• **About this task**: Among the lines below, how many have the word "expected"? The reply is that number alone.

** Opening Material to process block **

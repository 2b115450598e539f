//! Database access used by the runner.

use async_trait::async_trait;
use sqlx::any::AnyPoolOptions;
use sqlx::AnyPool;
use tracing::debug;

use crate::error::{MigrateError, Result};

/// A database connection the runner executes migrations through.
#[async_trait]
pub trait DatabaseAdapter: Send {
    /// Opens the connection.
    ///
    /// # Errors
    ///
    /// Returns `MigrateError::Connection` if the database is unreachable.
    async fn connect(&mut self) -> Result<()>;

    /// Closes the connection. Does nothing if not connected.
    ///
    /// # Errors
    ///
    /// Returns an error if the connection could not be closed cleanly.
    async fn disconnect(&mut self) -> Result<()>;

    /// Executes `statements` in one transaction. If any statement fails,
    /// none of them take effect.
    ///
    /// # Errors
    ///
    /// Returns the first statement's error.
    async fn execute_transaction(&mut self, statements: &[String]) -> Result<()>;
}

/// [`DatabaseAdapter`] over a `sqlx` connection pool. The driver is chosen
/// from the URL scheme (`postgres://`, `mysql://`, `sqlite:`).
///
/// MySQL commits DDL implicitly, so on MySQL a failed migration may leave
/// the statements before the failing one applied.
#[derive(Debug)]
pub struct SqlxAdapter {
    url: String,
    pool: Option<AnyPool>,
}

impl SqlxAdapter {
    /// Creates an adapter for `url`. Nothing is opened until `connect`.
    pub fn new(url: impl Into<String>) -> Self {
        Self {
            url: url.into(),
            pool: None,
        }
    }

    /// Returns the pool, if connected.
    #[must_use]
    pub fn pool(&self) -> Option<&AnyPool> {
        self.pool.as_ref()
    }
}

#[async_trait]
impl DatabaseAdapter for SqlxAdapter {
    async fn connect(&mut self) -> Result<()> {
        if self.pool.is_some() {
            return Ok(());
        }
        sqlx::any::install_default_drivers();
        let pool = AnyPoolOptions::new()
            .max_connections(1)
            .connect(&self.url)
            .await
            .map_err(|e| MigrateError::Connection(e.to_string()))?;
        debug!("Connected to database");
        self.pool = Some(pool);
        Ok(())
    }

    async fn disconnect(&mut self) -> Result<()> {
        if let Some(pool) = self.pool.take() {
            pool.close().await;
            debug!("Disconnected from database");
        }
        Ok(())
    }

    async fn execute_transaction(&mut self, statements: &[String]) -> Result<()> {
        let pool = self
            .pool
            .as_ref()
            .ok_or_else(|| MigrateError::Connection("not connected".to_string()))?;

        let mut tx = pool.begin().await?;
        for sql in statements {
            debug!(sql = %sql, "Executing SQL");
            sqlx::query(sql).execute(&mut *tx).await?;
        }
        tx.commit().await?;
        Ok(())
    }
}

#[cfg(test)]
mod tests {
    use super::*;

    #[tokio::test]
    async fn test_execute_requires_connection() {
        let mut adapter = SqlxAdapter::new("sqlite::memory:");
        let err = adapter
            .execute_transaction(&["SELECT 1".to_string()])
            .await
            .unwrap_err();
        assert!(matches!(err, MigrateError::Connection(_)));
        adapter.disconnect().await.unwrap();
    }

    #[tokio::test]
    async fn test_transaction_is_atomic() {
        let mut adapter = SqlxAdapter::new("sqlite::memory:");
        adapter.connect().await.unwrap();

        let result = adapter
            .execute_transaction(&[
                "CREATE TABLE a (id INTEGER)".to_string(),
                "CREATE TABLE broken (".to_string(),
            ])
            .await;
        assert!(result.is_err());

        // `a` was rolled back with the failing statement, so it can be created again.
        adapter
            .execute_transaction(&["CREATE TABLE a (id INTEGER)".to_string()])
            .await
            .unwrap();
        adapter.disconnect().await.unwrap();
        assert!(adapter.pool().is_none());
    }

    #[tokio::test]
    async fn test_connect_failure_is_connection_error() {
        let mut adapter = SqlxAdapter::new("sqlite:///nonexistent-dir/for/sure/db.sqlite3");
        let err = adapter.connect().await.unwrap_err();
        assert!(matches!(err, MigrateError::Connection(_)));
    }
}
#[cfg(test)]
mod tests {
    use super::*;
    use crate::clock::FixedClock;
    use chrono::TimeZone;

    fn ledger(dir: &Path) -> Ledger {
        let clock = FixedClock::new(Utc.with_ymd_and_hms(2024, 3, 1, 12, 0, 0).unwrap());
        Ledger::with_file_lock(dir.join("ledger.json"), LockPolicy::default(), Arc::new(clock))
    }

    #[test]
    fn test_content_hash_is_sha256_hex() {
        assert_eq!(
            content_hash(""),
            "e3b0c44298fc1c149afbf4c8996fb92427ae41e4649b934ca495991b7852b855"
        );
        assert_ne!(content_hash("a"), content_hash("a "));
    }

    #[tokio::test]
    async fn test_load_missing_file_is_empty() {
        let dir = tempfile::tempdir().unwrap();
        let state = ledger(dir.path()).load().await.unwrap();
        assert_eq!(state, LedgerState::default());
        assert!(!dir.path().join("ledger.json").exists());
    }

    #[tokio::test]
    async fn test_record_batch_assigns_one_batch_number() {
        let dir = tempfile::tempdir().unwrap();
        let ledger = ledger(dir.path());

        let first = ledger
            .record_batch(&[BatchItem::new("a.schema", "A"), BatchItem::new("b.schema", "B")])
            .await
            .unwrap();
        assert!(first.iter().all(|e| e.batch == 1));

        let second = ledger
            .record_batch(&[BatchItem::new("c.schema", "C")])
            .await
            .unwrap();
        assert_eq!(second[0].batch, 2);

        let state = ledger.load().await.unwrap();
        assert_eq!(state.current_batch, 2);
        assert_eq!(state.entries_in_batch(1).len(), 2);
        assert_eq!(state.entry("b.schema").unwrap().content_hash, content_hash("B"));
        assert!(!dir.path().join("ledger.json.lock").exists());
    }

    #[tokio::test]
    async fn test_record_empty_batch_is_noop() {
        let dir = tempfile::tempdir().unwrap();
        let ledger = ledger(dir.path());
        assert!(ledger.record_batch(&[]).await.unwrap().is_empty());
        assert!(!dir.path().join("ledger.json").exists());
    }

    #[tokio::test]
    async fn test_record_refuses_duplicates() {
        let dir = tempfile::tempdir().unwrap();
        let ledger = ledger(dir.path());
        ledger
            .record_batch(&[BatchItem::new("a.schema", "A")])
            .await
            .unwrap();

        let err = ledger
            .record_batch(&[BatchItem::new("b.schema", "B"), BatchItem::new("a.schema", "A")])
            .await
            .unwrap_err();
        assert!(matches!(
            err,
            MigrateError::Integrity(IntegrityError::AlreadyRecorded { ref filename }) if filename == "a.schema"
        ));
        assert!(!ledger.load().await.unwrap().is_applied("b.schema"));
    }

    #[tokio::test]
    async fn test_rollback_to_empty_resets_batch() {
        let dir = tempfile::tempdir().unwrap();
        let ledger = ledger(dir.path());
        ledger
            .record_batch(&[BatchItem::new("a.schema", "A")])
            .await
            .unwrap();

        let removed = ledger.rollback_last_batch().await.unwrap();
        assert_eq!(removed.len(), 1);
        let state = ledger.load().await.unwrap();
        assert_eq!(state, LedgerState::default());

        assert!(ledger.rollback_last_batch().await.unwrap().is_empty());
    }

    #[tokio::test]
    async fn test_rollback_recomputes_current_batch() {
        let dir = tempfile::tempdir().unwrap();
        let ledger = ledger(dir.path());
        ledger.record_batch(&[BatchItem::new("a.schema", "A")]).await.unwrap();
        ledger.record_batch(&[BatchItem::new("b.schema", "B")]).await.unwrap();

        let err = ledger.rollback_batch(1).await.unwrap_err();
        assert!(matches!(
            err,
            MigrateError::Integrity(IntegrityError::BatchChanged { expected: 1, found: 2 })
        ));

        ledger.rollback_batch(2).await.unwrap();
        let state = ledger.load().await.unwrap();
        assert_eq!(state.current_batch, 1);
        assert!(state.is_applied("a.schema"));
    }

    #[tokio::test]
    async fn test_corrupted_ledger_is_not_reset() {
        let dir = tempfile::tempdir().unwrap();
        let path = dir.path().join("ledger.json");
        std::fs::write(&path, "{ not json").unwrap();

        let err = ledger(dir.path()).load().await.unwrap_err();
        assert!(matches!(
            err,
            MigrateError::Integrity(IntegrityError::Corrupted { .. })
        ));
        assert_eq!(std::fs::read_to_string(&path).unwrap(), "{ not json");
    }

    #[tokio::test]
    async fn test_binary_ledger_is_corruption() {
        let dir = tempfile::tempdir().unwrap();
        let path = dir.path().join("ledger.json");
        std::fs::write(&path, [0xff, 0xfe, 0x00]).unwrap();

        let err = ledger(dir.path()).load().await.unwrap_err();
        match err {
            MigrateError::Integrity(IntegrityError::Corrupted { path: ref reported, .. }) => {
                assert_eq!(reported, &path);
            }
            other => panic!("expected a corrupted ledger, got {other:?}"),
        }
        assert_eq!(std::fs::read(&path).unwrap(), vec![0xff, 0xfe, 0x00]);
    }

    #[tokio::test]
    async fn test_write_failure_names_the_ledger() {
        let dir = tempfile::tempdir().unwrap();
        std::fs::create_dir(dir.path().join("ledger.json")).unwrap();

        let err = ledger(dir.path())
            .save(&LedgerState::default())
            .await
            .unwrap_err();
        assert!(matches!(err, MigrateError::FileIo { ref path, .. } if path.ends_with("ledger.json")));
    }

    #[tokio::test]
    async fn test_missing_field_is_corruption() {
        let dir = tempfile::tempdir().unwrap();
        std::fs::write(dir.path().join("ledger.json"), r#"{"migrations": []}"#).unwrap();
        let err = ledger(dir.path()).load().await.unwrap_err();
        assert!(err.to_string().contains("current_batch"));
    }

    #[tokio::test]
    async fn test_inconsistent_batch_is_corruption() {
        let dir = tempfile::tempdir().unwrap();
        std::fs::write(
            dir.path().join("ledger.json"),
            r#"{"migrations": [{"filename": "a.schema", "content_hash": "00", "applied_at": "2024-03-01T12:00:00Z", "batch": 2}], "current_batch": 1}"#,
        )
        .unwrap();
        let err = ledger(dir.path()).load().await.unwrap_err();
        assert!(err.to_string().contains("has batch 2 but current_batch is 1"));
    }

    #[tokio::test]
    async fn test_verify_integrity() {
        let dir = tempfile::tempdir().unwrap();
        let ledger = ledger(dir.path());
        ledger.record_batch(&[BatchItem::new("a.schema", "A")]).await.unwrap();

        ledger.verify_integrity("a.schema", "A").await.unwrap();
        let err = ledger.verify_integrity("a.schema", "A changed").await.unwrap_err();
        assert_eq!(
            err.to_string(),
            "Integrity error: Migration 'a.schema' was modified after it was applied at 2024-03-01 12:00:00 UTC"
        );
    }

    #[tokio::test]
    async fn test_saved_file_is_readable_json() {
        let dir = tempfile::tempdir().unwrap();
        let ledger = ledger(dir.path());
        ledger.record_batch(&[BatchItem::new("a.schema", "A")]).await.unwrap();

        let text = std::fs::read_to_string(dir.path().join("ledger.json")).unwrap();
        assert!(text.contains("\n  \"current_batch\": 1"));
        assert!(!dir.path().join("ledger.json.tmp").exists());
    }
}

** Closing Material to process block **

• **Answer for this exercise**: 2